IMA accepts technically sound and scientifically rigorous research in the interdisciplinary field of imaging, including relevant algorithmic research and hardware and software development, and their applications relevant to medical research. The journal provides a platform to publish original research in structural and functional imaging.
The journal is also open to imaging studies of the human body and on animals that describe novel diagnostic imaging and analyses methods. Technical, theoretical, and clinical research in both normal and clinical populations is encouraged.

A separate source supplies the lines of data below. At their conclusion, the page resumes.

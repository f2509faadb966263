use sea_orm::DatabaseConnection;

use crate::{
    data::{conference::ConferenceRepository, team::TeamRepository},
    error::AppError,
    model::team::{CreateTeamParams, Team, UpdateTeamParams},
};

pub struct TeamService<'a> {
    db: &'a DatabaseConnection,
}

impl<'a> TeamService<'a> {
    pub fn new(db: &'a DatabaseConnection) -> Self {
        Self { db }
    }

    /// Creates a new team.
    ///
    /// # Returns
    /// - `Ok(Team)`: The created team
    /// - `Err(AppError::BadRequest)`: Negative starting budget
    /// - `Err(AppError::NotFound)`: Unknown conference
    pub async fn create(&self, params: CreateTeamParams) -> Result<Team, AppError> {
        if params.budget < 0 {
            return Err(AppError::BadRequest(
                "Team budget cannot be negative".to_string(),
            ));
        }

        if let Some(conference_id) = params.conference_id {
            ConferenceRepository::new(self.db)
                .get_by_id(conference_id)
                .await?
                .ok_or_else(|| AppError::NotFound("Conference not found".to_string()))?;
        }

        let team = TeamRepository::new(self.db).create(params).await?;

        Ok(Team::from_entity(team))
    }

    /// Gets a team by ID.
    pub async fn get_by_id(&self, id: i32) -> Result<Team, AppError> {
        let team = TeamRepository::new(self.db)
            .get_by_id(id)
            .await?
            .ok_or_else(|| AppError::NotFound("Team not found".to_string()))?;

        Ok(Team::from_entity(team))
    }

    /// Gets paginated teams.
    pub async fn get_paginated(
        &self,
        page: u64,
        per_page: u64,
    ) -> Result<(Vec<Team>, u64), AppError> {
        let (teams, total) = TeamRepository::new(self.db)
            .get_paginated(page, per_page)
            .await?;

        Ok((teams.into_iter().map(Team::from_entity).collect(), total))
    }

    /// Updates a team.
    ///
    /// # Returns
    /// - `Ok(Team)`: The updated team
    /// - `Err(AppError::NotFound)`: Unknown team or conference
    pub async fn update(&self, params: UpdateTeamParams) -> Result<Team, AppError> {
        let repo = TeamRepository::new(self.db);

        repo.get_by_id(params.id)
            .await?
            .ok_or_else(|| AppError::NotFound("Team not found".to_string()))?;

        if let Some(Some(conference_id)) = params.conference_id {
            ConferenceRepository::new(self.db)
                .get_by_id(conference_id)
                .await?
                .ok_or_else(|| AppError::NotFound("Conference not found".to_string()))?;
        }

        let team = repo.update(params).await?;

        Ok(Team::from_entity(team))
    }

    /// Deletes a team.
    pub async fn delete(&self, id: i32) -> Result<(), AppError> {
        let repo = TeamRepository::new(self.db);

        repo.get_by_id(id)
            .await?
            .ok_or_else(|| AppError::NotFound("Team not found".to_string()))?;

        repo.delete(id).await?;

        Ok(())
    }
}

Submissions describing methods, software, databases, replication studies as well as negative results are also considered.
The scope of the journal includes, but is not limited to, the following in the context of biomedical research:
Imaging and neuro-imaging modalities: structural MRI, functional MRI, PET, SPECT, CT, ultrasound, EEG, MEG, NIRS etc.;
Neuromodulation and brain stimulation techniques such as TMS and tDCS;
Software and hardware for imaging, especially related to human and animal health;
Image segmentation in normal and clinical populations;
Pattern analysis and classification using machine learning techniques;
Computational modeling and analysis;
Brain connectivity and connectomics;
Systems-level characterization of brain function;
Neural networks and neurorobotics;
Computer vision, based on human/animal physiology;
Brain-computer interface (BCI) technology;
Big data, databasing and data mining.